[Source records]
● ● ● ●

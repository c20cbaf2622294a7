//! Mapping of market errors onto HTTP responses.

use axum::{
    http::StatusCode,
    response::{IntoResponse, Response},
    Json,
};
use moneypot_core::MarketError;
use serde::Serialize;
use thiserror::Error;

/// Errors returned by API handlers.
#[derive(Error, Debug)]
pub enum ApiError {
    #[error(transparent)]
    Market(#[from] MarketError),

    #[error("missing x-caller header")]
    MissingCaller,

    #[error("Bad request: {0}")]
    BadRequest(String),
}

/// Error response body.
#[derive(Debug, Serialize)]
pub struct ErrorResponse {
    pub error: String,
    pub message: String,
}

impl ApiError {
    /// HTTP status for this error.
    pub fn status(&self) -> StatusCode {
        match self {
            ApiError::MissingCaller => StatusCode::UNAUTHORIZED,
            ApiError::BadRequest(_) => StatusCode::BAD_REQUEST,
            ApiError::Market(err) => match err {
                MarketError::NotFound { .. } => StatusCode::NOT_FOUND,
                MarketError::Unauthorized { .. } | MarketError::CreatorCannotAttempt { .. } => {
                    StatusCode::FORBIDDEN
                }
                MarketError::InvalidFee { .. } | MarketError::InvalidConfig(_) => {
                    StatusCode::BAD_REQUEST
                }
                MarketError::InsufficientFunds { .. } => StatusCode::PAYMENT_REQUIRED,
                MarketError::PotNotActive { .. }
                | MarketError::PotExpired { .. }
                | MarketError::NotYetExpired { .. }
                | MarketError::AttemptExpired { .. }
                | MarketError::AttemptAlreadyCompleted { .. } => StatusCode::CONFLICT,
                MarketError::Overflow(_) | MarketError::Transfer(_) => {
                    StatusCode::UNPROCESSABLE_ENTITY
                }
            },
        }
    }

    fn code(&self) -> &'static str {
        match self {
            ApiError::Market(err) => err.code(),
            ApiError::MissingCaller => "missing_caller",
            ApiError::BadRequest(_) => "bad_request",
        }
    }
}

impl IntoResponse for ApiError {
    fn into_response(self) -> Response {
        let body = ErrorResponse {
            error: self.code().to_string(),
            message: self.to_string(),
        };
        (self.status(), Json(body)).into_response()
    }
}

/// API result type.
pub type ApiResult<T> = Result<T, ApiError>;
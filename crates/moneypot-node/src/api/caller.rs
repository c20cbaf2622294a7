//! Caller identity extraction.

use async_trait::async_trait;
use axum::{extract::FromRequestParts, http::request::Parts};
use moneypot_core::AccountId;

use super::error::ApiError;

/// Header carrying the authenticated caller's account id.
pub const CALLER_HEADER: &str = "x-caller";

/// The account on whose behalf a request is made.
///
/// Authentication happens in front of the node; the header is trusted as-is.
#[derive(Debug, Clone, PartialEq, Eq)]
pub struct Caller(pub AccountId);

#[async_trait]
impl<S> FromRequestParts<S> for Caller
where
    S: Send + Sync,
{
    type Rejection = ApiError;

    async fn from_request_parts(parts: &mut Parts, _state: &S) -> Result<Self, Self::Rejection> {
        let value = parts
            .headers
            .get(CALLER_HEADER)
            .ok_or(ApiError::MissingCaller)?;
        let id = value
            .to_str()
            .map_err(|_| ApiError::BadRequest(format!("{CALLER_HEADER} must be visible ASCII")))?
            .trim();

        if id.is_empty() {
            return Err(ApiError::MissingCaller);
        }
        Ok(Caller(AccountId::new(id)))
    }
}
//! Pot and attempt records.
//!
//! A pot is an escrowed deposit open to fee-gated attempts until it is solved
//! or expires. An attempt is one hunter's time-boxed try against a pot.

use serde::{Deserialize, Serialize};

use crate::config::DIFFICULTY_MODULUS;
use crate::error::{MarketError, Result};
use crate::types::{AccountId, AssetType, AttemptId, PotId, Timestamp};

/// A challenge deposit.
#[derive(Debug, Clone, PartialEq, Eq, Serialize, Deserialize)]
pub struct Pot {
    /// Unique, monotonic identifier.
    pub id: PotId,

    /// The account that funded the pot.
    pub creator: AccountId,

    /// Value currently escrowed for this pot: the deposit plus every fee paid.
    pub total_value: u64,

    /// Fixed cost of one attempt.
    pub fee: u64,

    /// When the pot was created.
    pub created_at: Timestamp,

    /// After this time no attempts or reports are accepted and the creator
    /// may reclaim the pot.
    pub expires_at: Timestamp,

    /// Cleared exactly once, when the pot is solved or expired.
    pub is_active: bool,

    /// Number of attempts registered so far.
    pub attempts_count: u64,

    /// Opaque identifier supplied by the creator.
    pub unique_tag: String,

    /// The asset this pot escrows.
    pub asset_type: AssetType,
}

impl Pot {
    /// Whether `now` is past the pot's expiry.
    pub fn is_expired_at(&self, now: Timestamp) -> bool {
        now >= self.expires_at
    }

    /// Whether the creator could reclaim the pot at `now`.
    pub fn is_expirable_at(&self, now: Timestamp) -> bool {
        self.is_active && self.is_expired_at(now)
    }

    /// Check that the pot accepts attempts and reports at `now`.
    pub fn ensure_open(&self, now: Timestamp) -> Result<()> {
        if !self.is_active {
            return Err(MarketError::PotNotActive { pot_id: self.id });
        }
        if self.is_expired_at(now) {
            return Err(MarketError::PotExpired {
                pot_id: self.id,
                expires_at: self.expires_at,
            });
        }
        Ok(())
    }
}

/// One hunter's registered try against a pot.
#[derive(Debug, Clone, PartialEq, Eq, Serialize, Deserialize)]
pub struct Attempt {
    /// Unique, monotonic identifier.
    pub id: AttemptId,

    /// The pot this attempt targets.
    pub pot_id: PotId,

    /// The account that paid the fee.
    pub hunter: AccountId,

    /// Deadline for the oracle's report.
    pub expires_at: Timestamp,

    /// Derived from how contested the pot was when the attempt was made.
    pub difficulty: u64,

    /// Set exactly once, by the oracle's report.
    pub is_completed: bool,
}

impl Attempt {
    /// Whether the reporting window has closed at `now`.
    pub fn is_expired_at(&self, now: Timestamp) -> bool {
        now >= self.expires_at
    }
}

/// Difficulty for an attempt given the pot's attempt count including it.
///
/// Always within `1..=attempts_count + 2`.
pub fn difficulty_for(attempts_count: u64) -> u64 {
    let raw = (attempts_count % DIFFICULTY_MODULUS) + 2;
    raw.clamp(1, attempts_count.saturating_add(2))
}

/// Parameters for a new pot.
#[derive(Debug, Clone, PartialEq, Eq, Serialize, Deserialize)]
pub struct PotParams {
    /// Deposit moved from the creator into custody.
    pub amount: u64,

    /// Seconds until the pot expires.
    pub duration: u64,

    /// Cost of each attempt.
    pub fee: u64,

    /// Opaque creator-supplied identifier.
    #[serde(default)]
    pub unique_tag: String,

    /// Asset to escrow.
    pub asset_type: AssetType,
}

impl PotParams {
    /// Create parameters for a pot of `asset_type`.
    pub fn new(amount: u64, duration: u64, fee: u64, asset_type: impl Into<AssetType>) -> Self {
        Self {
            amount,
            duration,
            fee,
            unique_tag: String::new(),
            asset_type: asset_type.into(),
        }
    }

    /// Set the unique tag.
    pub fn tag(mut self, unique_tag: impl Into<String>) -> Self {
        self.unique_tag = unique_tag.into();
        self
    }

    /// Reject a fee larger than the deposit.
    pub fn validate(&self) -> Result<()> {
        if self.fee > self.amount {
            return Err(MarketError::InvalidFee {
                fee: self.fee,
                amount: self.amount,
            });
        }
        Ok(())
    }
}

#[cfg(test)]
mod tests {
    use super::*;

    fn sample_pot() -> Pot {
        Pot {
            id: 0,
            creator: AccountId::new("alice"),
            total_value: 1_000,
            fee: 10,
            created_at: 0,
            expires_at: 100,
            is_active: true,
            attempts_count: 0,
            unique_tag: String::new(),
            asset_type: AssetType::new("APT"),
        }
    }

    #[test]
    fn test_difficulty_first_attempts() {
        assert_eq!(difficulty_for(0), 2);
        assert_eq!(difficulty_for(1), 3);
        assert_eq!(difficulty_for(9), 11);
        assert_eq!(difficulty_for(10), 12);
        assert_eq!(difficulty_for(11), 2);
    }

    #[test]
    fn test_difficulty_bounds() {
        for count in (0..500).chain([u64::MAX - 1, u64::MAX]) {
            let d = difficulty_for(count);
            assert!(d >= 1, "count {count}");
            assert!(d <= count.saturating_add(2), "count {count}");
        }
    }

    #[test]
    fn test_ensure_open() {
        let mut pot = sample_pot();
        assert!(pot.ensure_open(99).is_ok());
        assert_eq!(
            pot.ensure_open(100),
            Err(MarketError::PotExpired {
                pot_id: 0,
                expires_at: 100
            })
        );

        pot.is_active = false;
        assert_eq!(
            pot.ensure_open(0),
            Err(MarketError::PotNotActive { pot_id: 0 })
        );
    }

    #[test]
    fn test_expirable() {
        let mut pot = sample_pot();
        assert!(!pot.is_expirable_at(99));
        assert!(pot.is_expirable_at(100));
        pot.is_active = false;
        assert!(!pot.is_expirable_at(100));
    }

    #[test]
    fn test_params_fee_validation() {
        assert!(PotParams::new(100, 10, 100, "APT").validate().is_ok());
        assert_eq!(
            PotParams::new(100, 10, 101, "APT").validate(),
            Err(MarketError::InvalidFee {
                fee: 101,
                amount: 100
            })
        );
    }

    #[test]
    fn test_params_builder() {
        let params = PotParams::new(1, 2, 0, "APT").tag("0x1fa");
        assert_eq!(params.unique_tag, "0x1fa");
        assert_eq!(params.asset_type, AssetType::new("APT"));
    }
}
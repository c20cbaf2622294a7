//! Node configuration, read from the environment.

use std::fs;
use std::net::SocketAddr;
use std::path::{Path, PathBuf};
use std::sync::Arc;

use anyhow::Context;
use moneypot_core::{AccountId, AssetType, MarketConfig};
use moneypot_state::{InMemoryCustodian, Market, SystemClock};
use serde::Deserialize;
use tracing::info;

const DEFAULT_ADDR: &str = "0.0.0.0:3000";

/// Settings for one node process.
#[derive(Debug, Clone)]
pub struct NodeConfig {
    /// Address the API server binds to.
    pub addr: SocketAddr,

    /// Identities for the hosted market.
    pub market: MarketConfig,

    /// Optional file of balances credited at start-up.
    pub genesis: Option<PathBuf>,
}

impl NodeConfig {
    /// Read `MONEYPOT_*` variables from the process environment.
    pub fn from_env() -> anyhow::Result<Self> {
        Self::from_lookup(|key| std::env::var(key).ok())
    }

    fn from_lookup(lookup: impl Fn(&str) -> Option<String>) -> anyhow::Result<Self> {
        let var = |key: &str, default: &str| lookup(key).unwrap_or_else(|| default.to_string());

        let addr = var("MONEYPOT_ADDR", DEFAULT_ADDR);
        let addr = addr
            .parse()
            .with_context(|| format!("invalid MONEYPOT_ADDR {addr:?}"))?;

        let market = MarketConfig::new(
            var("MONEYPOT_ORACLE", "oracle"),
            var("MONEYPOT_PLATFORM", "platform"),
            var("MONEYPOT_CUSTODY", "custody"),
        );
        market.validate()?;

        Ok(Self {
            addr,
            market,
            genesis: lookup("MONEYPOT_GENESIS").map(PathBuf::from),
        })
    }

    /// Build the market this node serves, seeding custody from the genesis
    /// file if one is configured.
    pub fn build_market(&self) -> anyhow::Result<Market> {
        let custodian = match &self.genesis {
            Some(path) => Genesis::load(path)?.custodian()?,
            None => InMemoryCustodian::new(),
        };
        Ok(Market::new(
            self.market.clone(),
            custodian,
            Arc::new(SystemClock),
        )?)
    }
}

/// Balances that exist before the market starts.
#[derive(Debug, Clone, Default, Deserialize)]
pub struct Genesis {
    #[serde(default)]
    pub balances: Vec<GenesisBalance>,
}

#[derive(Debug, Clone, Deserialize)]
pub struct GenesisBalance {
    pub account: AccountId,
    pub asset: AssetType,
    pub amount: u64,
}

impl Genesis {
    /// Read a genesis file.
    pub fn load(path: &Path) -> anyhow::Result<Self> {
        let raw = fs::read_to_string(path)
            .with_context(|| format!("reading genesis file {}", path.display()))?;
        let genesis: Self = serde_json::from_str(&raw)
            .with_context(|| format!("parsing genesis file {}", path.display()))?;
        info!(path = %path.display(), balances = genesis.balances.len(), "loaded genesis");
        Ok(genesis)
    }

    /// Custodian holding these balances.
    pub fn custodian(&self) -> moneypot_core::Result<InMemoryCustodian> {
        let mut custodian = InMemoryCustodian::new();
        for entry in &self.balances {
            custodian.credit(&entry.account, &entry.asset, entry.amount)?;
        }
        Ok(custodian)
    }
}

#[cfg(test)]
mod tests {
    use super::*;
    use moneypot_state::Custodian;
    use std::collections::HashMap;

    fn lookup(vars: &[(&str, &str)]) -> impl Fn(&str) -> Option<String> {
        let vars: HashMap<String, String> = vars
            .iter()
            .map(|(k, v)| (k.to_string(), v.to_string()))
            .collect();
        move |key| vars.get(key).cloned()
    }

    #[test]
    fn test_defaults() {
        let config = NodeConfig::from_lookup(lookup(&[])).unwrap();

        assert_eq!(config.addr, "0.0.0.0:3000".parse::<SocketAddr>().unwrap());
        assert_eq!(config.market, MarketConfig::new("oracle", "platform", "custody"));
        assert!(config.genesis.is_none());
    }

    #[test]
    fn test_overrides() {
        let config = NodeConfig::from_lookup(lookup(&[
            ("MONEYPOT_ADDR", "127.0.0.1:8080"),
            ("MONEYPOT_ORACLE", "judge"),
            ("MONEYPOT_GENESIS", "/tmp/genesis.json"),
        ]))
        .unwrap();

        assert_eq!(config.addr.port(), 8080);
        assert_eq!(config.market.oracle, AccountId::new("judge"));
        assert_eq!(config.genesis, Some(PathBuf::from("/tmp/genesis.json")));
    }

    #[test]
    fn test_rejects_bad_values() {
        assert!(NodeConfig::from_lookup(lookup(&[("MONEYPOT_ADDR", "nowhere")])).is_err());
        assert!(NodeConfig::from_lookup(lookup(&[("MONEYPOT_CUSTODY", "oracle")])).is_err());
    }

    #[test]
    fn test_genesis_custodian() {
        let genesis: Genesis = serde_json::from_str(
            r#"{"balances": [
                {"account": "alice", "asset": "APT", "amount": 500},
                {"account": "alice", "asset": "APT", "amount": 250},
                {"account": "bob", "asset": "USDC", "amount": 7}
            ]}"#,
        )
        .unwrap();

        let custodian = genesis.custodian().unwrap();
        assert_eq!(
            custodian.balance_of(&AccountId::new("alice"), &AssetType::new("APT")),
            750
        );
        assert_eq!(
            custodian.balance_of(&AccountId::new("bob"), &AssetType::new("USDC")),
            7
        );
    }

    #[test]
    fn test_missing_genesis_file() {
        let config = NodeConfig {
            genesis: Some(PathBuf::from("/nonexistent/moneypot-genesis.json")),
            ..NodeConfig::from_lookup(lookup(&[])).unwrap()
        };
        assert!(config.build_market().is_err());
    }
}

● ● ● ●

If a line in the records above contains the string "AttemptId", copy that line out.

■ **COMPLETED EXERCISE**
use crate::types::{AccountId, AssetType, AttemptId, PotId, Timestamp};
    pub id: AttemptId,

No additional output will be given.